### Your assignment
Write out exactly the lines of the entries below, from the first through the line containing "pages in order", and nothing beyond them.

Stored items
BEGIN

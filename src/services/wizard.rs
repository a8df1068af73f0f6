// Stream Setup Wizard
// Linear multi-step editor for a StreamDraft plus the option catalogs it offers

use crate::models::{License, OutputTarget, OutputType, Platform, StreamDraft};
use crate::services::platform_registry::PlatformRegistry;
use serde::Serialize;

/// Wizard pages in order
#[derive(Debug, Clone, Copy, PartialEq, Eq, Serialize)]
#[serde(rename_all = "camelCase")]
pub enum WizardStep {
    BasicInfo,
    Input,
    Output,
    Encoding,
    Review,
}

impl WizardStep {
    pub const ALL: [WizardStep; 5] = [
        WizardStep::BasicInfo,
        WizardStep::Input,
        WizardStep::Output,
        WizardStep::Encoding,
        WizardStep::Review,
    ];

    pub fn title(&self) -> &'static str {
        match self {
            WizardStep::BasicInfo => "Basic Information",
            WizardStep::Input => "Input",
            WizardStep::Output => "Outputs",
            WizardStep::Encoding => "Encoding",
            WizardStep::Review => "Review & Launch",
        }
    }
}

/// Step counter plus the draft being edited
#[derive(Debug, Clone, PartialEq)]
pub struct WizardState {
    step: usize,
    draft: StreamDraft,
    completed: bool,
}

impl Default for WizardState {
    fn default() -> Self {
        Self::new()
    }
}

impl WizardState {
    pub const TOTAL_STEPS: usize = WizardStep::ALL.len();

    pub fn new() -> Self {
        Self {
            step: 0,
            draft: StreamDraft::default(),
            completed: false,
        }
    }

    pub fn step(&self) -> usize {
        self.step
    }

    pub fn current_step(&self) -> WizardStep {
        WizardStep::ALL[self.step.min(Self::TOTAL_STEPS - 1)]
    }

    pub fn draft(&self) -> &StreamDraft {
        &self.draft
    }

    pub fn is_completed(&self) -> bool {
        self.completed
    }

    /// Advance one step; stays on the last step
    pub fn next_step(&mut self) {
        if self.step < Self::TOTAL_STEPS - 1 {
            self.step += 1;
        }
    }

    /// Go back one step; stays on the first step
    pub fn prev_step(&mut self) {
        self.step = self.step.saturating_sub(1);
    }

    /// Jump to a step; out-of-range requests are ignored
    pub fn go_to_step(&mut self, step: usize) {
        if step < Self::TOTAL_STEPS {
            self.step = step;
        }
    }

    /// Edit the draft in place
    pub fn update(&mut self, edit: impl FnOnce(&mut StreamDraft)) {
        edit(&mut self.draft);
    }

    pub fn add_output(&mut self, output: OutputTarget) {
        self.draft.outputs.push(output);
    }

    /// Remove the output at `index`; out-of-range indices are ignored
    pub fn remove_output(&mut self, index: usize) {
        if index < self.draft.outputs.len() {
            self.draft.outputs.remove(index);
        }
    }

    /// Edit the output at `index`; out-of-range indices are ignored
    pub fn update_output(&mut self, index: usize, edit: impl FnOnce(&mut OutputTarget)) {
        if let Some(output) = self.draft.outputs.get_mut(index) {
            edit(output);
        }
    }

    pub fn complete(&mut self) {
        self.completed = true;
    }

    pub fn reset(&mut self) {
        *self = Self::new();
    }

    /// Take the finished draft, leaving a fresh wizard behind
    pub fn take_draft(&mut self) -> StreamDraft {
        std::mem::take(self).draft
    }
}

/// HLS output for the built-in player, written under `/memfs/<key>`
pub fn hls_output(stream_name: &str) -> OutputTarget {
    OutputTarget::hls(format!("/memfs/{}", crate::models::stream_key_for(stream_name)))
}

/// Network output for a platform.
///
/// `custom` uses `url` unchanged; known platforms use their server URL followed by `stream_key`.
pub fn platform_output(
    registry: &PlatformRegistry,
    output_type: OutputType,
    platform: Platform,
    url: &str,
    stream_key: &str,
) -> OutputTarget {
    let address = registry.build_url_with_key(&platform, url, stream_key);
    OutputTarget::network(output_type, platform, address)
}

#[derive(Debug, Clone, Copy, PartialEq, Eq, Serialize)]
pub struct CodecPreset {
    pub id: &'static str,
    pub name: &'static str,
    pub video: &'static str,
    pub audio: &'static str,
}

pub const CODEC_PRESETS: [CodecPreset; 4] = [
    CodecPreset { id: "copy", name: "Copy (no transcoding)", video: "copy", audio: "copy" },
    CodecPreset { id: "h264_aac", name: "H.264 + AAC", video: "libx264", audio: "aac" },
    CodecPreset { id: "h265_aac", name: "H.265 + AAC", video: "libx265", audio: "aac" },
    CodecPreset { id: "vp9_opus", name: "VP9 + Opus", video: "libvpx-vp9", audio: "libopus" },
];

#[derive(Debug, Clone, Copy, PartialEq, Eq, Serialize)]
pub struct ResolutionPreset {
    pub name: &'static str,
    pub value: &'static str,
}

pub const RESOLUTION_PRESETS: [ResolutionPreset; 5] = [
    ResolutionPreset { name: "4K (3840x2160)", value: "3840x2160" },
    ResolutionPreset { name: "1080p (1920x1080)", value: "1920x1080" },
    ResolutionPreset { name: "720p (1280x720)", value: "1280x720" },
    ResolutionPreset { name: "480p (854x480)", value: "854x480" },
    ResolutionPreset { name: "360p (640x360)", value: "640x360" },
];

/// Apply a codec preset by id; unknown ids leave the draft unchanged
pub fn apply_codec_preset(draft: &mut StreamDraft, preset_id: &str) -> bool {
    match CODEC_PRESETS.iter().find(|p| p.id == preset_id) {
        Some(preset) => {
            draft.video_codec = preset.video.to_string();
            draft.audio_codec = preset.audio.to_string();
            true
        }
        None => false,
    }
}

/// Licence choices with their descriptions
pub fn licenses() -> impl Iterator<Item = (&'static str, &'static str)> {
    License::ALL.iter().map(|l| (l.as_str(), l.description()))
}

END

### Written solution
filename src/services/wizard.rs
repository a8df1068af73f0f6
// Stream Setup Wizard
// Linear multi-step editor for a StreamDraft plus the option catalogs it offers

use crate::models::{License, OutputTarget, OutputType, Platform, StreamDraft};
use crate::services::platform_registry::PlatformRegistry;
use serde::Serialize;

/// Wizard pages in order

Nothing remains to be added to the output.